_Listed entries_
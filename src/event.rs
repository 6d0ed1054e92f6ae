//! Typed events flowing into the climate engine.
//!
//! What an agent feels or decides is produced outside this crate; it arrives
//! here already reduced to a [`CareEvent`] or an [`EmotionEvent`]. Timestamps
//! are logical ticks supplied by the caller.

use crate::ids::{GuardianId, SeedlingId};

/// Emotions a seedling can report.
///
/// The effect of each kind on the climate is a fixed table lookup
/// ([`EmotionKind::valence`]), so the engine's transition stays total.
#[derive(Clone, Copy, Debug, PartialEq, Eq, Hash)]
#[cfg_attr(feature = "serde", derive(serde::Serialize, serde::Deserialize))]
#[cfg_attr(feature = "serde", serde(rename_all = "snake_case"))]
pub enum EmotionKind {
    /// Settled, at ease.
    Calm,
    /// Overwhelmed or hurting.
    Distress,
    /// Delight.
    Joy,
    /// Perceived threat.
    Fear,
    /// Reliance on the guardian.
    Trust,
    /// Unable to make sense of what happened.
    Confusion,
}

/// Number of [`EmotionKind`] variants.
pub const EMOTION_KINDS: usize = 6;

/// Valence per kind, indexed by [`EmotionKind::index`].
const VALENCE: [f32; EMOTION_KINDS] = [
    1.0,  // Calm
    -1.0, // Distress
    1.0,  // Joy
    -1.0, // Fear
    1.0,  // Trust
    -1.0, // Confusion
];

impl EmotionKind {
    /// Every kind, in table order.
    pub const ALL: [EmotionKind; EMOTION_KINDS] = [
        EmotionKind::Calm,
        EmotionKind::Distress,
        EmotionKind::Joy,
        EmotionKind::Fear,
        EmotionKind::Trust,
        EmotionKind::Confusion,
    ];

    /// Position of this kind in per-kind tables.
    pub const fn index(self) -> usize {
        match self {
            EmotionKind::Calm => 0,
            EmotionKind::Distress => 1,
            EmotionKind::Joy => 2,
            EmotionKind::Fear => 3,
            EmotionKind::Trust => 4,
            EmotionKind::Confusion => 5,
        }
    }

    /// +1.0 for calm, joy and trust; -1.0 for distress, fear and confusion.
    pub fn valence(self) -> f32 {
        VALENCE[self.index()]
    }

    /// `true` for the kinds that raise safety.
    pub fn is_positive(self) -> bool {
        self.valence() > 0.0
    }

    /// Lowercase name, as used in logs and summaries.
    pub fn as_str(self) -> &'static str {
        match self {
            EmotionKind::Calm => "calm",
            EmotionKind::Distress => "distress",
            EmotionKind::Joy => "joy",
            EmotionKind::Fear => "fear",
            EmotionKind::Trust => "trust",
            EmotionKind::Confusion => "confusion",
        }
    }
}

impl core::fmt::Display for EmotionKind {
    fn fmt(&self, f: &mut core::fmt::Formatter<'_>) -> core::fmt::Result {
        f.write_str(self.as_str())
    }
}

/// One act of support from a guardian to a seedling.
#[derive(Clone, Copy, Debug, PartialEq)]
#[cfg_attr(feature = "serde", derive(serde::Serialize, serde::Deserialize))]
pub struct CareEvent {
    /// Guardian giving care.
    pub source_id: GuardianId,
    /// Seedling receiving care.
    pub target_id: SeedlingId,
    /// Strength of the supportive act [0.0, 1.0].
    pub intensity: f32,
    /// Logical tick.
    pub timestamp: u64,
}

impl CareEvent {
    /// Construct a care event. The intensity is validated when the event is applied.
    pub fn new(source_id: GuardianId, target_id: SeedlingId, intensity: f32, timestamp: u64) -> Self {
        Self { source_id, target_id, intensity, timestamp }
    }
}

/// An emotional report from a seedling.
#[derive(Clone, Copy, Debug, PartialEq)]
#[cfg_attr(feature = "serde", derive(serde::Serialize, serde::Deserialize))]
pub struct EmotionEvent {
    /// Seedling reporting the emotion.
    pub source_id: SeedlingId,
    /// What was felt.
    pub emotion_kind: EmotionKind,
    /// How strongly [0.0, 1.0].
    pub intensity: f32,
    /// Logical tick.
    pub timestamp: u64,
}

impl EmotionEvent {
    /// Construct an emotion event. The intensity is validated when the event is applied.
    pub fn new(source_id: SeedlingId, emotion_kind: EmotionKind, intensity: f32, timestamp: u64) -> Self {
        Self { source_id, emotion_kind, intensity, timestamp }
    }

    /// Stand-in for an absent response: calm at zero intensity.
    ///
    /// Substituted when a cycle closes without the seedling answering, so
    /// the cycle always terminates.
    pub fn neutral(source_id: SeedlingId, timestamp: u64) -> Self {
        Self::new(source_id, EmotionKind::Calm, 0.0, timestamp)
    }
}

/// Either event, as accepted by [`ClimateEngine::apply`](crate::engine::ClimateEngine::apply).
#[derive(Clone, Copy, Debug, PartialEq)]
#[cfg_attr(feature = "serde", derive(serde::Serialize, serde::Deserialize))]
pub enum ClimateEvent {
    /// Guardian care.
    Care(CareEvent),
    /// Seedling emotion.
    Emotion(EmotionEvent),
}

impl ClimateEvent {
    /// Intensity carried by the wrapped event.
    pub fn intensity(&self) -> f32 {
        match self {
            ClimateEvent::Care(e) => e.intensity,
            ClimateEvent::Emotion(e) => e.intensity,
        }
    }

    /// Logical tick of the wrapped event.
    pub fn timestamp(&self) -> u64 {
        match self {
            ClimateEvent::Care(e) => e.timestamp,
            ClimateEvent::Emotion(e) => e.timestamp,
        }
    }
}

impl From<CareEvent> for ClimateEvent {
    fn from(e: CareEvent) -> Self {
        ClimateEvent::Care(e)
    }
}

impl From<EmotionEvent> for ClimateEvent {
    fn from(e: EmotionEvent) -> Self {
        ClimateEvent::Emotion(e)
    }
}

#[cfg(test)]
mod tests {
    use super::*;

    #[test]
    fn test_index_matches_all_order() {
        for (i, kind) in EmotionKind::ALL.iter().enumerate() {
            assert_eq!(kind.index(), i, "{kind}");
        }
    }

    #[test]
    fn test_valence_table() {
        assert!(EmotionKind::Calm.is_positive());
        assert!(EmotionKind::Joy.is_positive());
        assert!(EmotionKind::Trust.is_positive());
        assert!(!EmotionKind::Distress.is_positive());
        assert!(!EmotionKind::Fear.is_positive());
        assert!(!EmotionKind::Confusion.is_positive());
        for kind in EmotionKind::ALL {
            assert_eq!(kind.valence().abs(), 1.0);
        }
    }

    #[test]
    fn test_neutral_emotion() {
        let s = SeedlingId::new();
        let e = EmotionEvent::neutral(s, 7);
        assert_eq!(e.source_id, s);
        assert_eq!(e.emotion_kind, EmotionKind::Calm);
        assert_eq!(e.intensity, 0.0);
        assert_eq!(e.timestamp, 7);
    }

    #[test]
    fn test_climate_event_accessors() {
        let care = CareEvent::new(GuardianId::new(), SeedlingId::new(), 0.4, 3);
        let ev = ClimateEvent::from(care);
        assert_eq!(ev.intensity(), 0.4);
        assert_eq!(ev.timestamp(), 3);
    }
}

_Problem_
The result should be every line of the material that contains the word "cycle", so copy those lines.

_Reply_
    /// Substituted when a cycle closes without the seedling answering, so
    /// the cycle always terminates.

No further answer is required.